La tensión mercurial desciende en materia de “Artes y Letras”, aunque suba, a veces, la fiebre entre obreros de ese agro un sí es no delirantes. Aunque la extracción cultural de los imitadores de “los pocos sabios que en el mundo han sido” y sus respectivos modos de conducirse —desde la modestia adquirida en el falansterio, camaleónica, hasta la soberbia— difieran mucho entre sí, esa gente canta en coro, cultiva la misma huerta y duerme bajo el alero común. Su especialidad son los “valores eternos del espíritu” con los que se pone El Mercurio, económicamente, siempre y cuando no signifiquen una pésima inversión. Dichos valores, antes de uso que de cambio, cumplen para la empresa con una función decorativa, son signos de status o emblemas del poder ideológico. La cultura es también un instrumento político y esto parece que ya lo sabían los romanos. Y una tienda de antigüedades en la perspectiva de una eternidad espiritual que pone un buen precio a los anacronismos y gusta de los valores que son, al mismo tiempo, cosas o piezas de coleccionista. La idea del espíritu que presupone una esencia intemporal del hombre, indiferente a la historia, un cierto “reino de la libertad” que se realiza al margen de la contingencia, esa idea anima el Cuerpo E de “Artes y Letras” mercuriales. Se puede combatir en su nombre, pero, está claro, a favor de una concepción idealizante de la cultura que deje, en cada caso, el mundo donde está; pero, principalmente, el aire de la eternidad le sienta bien por una parte a los fatigados, por otra a los trepadores de poca monta que sólo aspiran a un ascenso. De todo hay en la mafia del señor dueño de la empresa. A él sólo le importan que sus agentes culturales postulen, a todo reventar, a una democracia del espíritu bloqueada por la carestía del libro.

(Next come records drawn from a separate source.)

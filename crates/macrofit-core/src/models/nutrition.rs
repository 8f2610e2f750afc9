// ABOUTME: Nutrition models for meal templates, ingredients, and macro targets
// ABOUTME: Macros, Ingredient, IngredientReference, MealTemplate, and MacroTarget definitions
//
// SPDX-License-Identifier: MIT OR Apache-2.0
// Copyright (c) 2025 Pierre Fitness Intelligence

use std::iter::Sum;
use std::ops::{Add, AddAssign};

use serde::{Deserialize, Serialize};
use uuid::Uuid;

use crate::constants::{
    KCAL_PER_GRAM_CARBS, KCAL_PER_GRAM_FAT, KCAL_PER_GRAM_PROTEIN, NUTRITION_REFERENCE_UNITS,
};

/// One of the four tracked macro quantities
#[derive(Debug, Clone, Copy, PartialEq, Eq, Hash, Serialize, Deserialize)]
#[serde(rename_all = "snake_case")]
pub enum MacroKind {
    /// Energy (kcal)
    Calories,
    /// Protein (g)
    Protein,
    /// Carbohydrate (g)
    Carbs,
    /// Fat (g)
    Fat,
}

impl MacroKind {
    /// All macros in canonical order
    pub const ALL: [Self; 4] = [Self::Calories, Self::Protein, Self::Carbs, Self::Fat];
}

/// Aggregate macro quantities: calories (kcal) plus protein, carbs and fat (grams)
#[derive(Debug, Clone, Copy, PartialEq, Default, Serialize, Deserialize)]
pub struct Macros {
    /// Energy in kcal
    pub calories: f64,
    /// Protein in grams
    pub protein: f64,
    /// Carbohydrates in grams
    pub carbs: f64,
    /// Fat in grams
    pub fat: f64,
}

impl Macros {
    /// All quantities zero
    pub const ZERO: Self = Self::new(0.0, 0.0, 0.0, 0.0);

    /// Create a new macro set
    #[must_use]
    pub const fn new(calories: f64, protein: f64, carbs: f64, fat: f64) -> Self {
        Self {
            calories,
            protein,
            carbs,
            fat,
        }
    }

    /// Read a single macro
    #[must_use]
    pub const fn get(&self, kind: MacroKind) -> f64 {
        match kind {
            MacroKind::Calories => self.calories,
            MacroKind::Protein => self.protein,
            MacroKind::Carbs => self.carbs,
            MacroKind::Fat => self.fat,
        }
    }

    /// Apply a function to every quantity
    #[must_use]
    pub fn map(self, f: impl Fn(f64) -> f64) -> Self {
        Self::new(f(self.calories), f(self.protein), f(self.carbs), f(self.fat))
    }

    /// Multiply every quantity by `factor`
    #[must_use]
    pub fn scaled(self, factor: f64) -> Self {
        self.map(|value| value * factor)
    }

    /// Component-wise subtraction floored at zero
    #[must_use]
    pub fn saturating_sub(self, other: Self) -> Self {
        Self::new(
            (self.calories - other.calories).max(0.0),
            (self.protein - other.protein).max(0.0),
            (self.carbs - other.carbs).max(0.0),
            (self.fat - other.fat).max(0.0),
        )
    }

    /// Replace negative and non-finite quantities with zero
    #[must_use]
    pub fn sanitized(self) -> Self {
        self.map(|value| if value.is_finite() { value.max(0.0) } else { 0.0 })
    }

    /// Whether every quantity is (numerically) zero
    #[must_use]
    pub fn is_zero(&self) -> bool {
        MacroKind::ALL
            .iter()
            .all(|kind| self.get(*kind).abs() < f64::EPSILON)
    }

    /// Calories implied by the gram quantities (Atwater 4/4/9)
    #[must_use]
    pub fn energy_from_macros(&self) -> f64 {
        self.fat.mul_add(
            KCAL_PER_GRAM_FAT,
            self.protein
                .mul_add(KCAL_PER_GRAM_PROTEIN, self.carbs * KCAL_PER_GRAM_CARBS),
        )
    }
}

impl Add for Macros {
    type Output = Self;

    fn add(self, rhs: Self) -> Self {
        Self::new(
            self.calories + rhs.calories,
            self.protein + rhs.protein,
            self.carbs + rhs.carbs,
            self.fat + rhs.fat,
        )
    }
}

impl AddAssign for Macros {
    fn add_assign(&mut self, rhs: Self) {
        *self = *self + rhs;
    }
}

impl Sum for Macros {
    fn sum<I: Iterator<Item = Self>>(iter: I) -> Self {
        iter.fold(Self::ZERO, Add::add)
    }
}

/// Ingredient category for catalog grouping
#[derive(Debug, Clone, Copy, PartialEq, Eq, Hash, Serialize, Deserialize, Default)]
#[serde(rename_all = "snake_case")]
pub enum IngredientCategory {
    /// Meat, fish, eggs, legumes and other protein sources
    Protein,
    /// Grains, bread, pasta, potatoes
    Carbohydrate,
    /// Oils, butter, nuts, seeds
    Fat,
    /// Vegetables and greens
    Vegetable,
    /// Fruit
    Fruit,
    /// Milk, yogurt, cheese
    Dairy,
    /// Drinks, including water
    Beverage,
    /// Sauces, spices and anything uncategorised
    #[default]
    Other,
}

/// Catalog entry: macro values per 100 units (grams or millilitres)
#[derive(Debug, Clone, PartialEq, Serialize, Deserialize)]
pub struct Ingredient {
    /// Stable catalog key
    pub id: String,
    /// Display name
    pub name: String,
    /// Grouping category
    #[serde(default)]
    pub category: IngredientCategory,
    /// Macros contained in 100 units
    pub per_100: Macros,
}

impl Ingredient {
    /// Create a catalog entry
    #[must_use]
    pub fn new(
        id: impl Into<String>,
        name: impl Into<String>,
        category: IngredientCategory,
        per_100: Macros,
    ) -> Self {
        Self {
            id: id.into(),
            name: name.into(),
            category,
            per_100,
        }
    }

    /// Macros contributed by `amount` units of this ingredient
    #[must_use]
    pub fn macros_for(&self, amount: f64) -> Macros {
        self.per_100.scaled(amount / NUTRITION_REFERENCE_UNITS)
    }
}

/// Quantity of a catalog ingredient used in a meal
#[derive(Debug, Clone, PartialEq, Serialize, Deserialize)]
pub struct IngredientReference {
    /// Catalog key
    pub ingredient_id: String,
    /// Amount in units (grams / ml), never negative once sanitized
    pub amount: f64,
}

impl IngredientReference {
    /// Create a reference
    #[must_use]
    pub fn new(ingredient_id: impl Into<String>, amount: f64) -> Self {
        Self {
            ingredient_id: ingredient_id.into(),
            amount,
        }
    }

    /// Amount clamped to a finite, non-negative value
    #[must_use]
    pub fn sanitized_amount(&self) -> f64 {
        if self.amount.is_finite() {
            self.amount.max(0.0)
        } else {
            0.0
        }
    }
}

/// A meal as stored: ingredient quantities plus aggregate macros
///
/// When `ingredients` is non-empty the aggregate macros equal the sum of the
/// per-ingredient contributions. Templates without ingredient detail are
/// "legacy" and can only be scaled proportionally.
#[derive(Debug, Clone, PartialEq, Serialize, Deserialize)]
pub struct MealTemplate {
    /// Unique template identifier
    pub id: Uuid,
    /// Meal name
    pub name: String,
    /// Ingredient quantities (possibly empty)
    #[serde(default)]
    pub ingredients: Vec<IngredientReference>,
    /// Aggregate macros
    pub macros: Macros,
    /// Created by the user rather than shipped with the product
    #[serde(default)]
    pub is_custom: bool,
    /// Visible to every user
    #[serde(default)]
    pub is_global: bool,
}

impl MealTemplate {
    /// Create a template from ingredient references and their aggregate macros
    #[must_use]
    pub fn new(
        name: impl Into<String>,
        ingredients: Vec<IngredientReference>,
        macros: Macros,
    ) -> Self {
        Self {
            id: Uuid::new_v4(),
            name: name.into(),
            ingredients,
            macros,
            is_custom: false,
            is_global: false,
        }
    }

    /// Create a legacy template that only stores aggregate macros
    #[must_use]
    pub fn legacy(name: impl Into<String>, macros: Macros) -> Self {
        Self::new(name, Vec::new(), macros)
    }

    /// Use a specific identifier
    #[must_use]
    pub const fn with_id(mut self, id: Uuid) -> Self {
        self.id = id;
        self
    }

    /// Mark as user-created
    #[must_use]
    pub const fn with_custom(mut self, is_custom: bool) -> Self {
        self.is_custom = is_custom;
        self
    }

    /// Mark as globally visible
    #[must_use]
    pub const fn with_global(mut self, is_global: bool) -> Self {
        self.is_global = is_global;
        self
    }

    /// Whether the template carries per-ingredient detail
    #[must_use]
    pub fn has_ingredient_detail(&self) -> bool {
        !self.ingredients.is_empty()
    }
}

/// Macro target for a single scaling call
///
/// All fields are non-negative. Produced fresh for every call and never
/// mutated in place.
#[derive(Debug, Clone, Copy, PartialEq, Serialize, Deserialize)]
pub struct MacroTarget {
    /// Target energy (kcal)
    pub calories: f64,
    /// Target protein (g)
    pub protein: f64,
    /// Target carbohydrate (g)
    pub carbs: f64,
    /// Target fat (g)
    pub fat: f64,
    /// Final meal slot of the day: absorbs the exact remainder
    #[serde(default)]
    pub is_last_meal: bool,
}

impl MacroTarget {
    /// Create a target; negative or non-finite components are clamped to zero
    #[must_use]
    pub fn new(macros: Macros, is_last_meal: bool) -> Self {
        let clean = macros.sanitized();
        Self {
            calories: clean.calories,
            protein: clean.protein,
            carbs: clean.carbs,
            fat: clean.fat,
            is_last_meal,
        }
    }

    /// Target quantities as a `Macros` value
    #[must_use]
    pub const fn macros(&self) -> Macros {
        Macros::new(self.calories, self.protein, self.carbs, self.fat)
    }

    /// Copy with every component clamped to a finite, non-negative value
    #[must_use]
    pub fn sanitized(&self) -> Self {
        Self::new(self.macros(), self.is_last_meal)
    }
}

#[cfg(test)]
mod tests {
    use super::*;

    #[test]
    fn test_ingredient_contribution_is_per_hundred_units() {
        let oats = Ingredient::new(
            "oats",
            "Rolled oats",
            IngredientCategory::Carbohydrate,
            Macros::new(380.0, 13.0, 67.0, 7.0),
        );
        let macros = oats.macros_for(50.0);
        assert!((macros.calories - 190.0).abs() < 1e-9);
        assert!((macros.carbs - 33.5).abs() < 1e-9);
    }

    #[test]
    fn test_target_clamps_negative_components() {
        let target = MacroTarget::new(Macros::new(-10.0, 30.0, f64::NAN, 12.0), false);
        assert!(target.calories.abs() < f64::EPSILON);
        assert!(target.carbs.abs() < f64::EPSILON);
        assert!((target.protein - 30.0).abs() < f64::EPSILON);
    }

    #[test]
    fn test_saturating_sub_never_negative() {
        let daily = Macros::new(2000.0, 150.0, 200.0, 60.0);
        let eaten = Macros::new(2100.0, 100.0, 250.0, 20.0);
        let remaining = daily.saturating_sub(eaten);
        assert_eq!(remaining, Macros::new(0.0, 50.0, 0.0, 40.0));
    }

    #[test]
    fn test_energy_from_macros_uses_atwater_factors() {
        let macros = Macros::new(0.0, 10.0, 10.0, 10.0);
        assert!((macros.energy_from_macros() - 170.0).abs() < 1e-9);
    }
}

Un poco de historia de este deshistoriador que es el suplemento de “Artes y Letras”. Antes de 1973 era de centroderecha y admitía, junto a profesionales del anticomunismo de posguerra, como Hernán Díaz Arrieta, a simpatizantes extremadamente moderados de la izquierda chilena como el crítico literario Hernán del Solar, en el marco, pues, de un relativo pluralismo. Después del golpe militar, el director de El Mercurio, Arturo Fontaine, quiso modernizar el semanario y creó un staff consultivo formado por Fernando Silva —actual jefe de redacción del diario—, el arquitecto Carlos Alberto Cruz, los escritores Luis Sánchez Latorre y Enrique Lafourcade, además de un señor Tomás Mac Hale. Este último se hizo oscuramente célebre por sus registros de libros confesos o sospechosos de antijuntistas y, por consiguiente, antichilenos, según la lógica mercurial, libros de autores nacionales exiliados o no.
El staff, hay que decirlo, sufría de contradicciones internas y tuvo una existencia nominal. Sea como fuere, el suplemento cambió de personal. Alone se iría por temor a desbarrar con la vejez y a Hernán del Solar se le empezaron a pagar artículos sin publicárselos. La Academia de la Lengua intervino inútilmente en su favor y él dejó de escribir en “Artes y Letras”. Se incorporaron, en cambio, al suplemento, dos buenos poetas de la generación del 38: Eduardo Anguita y Braulio Arenas, antaño jóvenes huidobrianos rebeldes y hogaño, en ese aspecto, desactivados. En particular, Arenas ha sido víctima de lo que la dictadura ha llamado el “descuido de la parte espiritual” de su administración. Con prosa digna de mejor causa, Arenas ha intentado resucitar antigüedades librescas ante el altar de la patria, sin que le hayan sido retribuidos esos pases mágicos. Alguna vez se le hará justicia, pero en nombre del arte de la palabra, exclusivamente.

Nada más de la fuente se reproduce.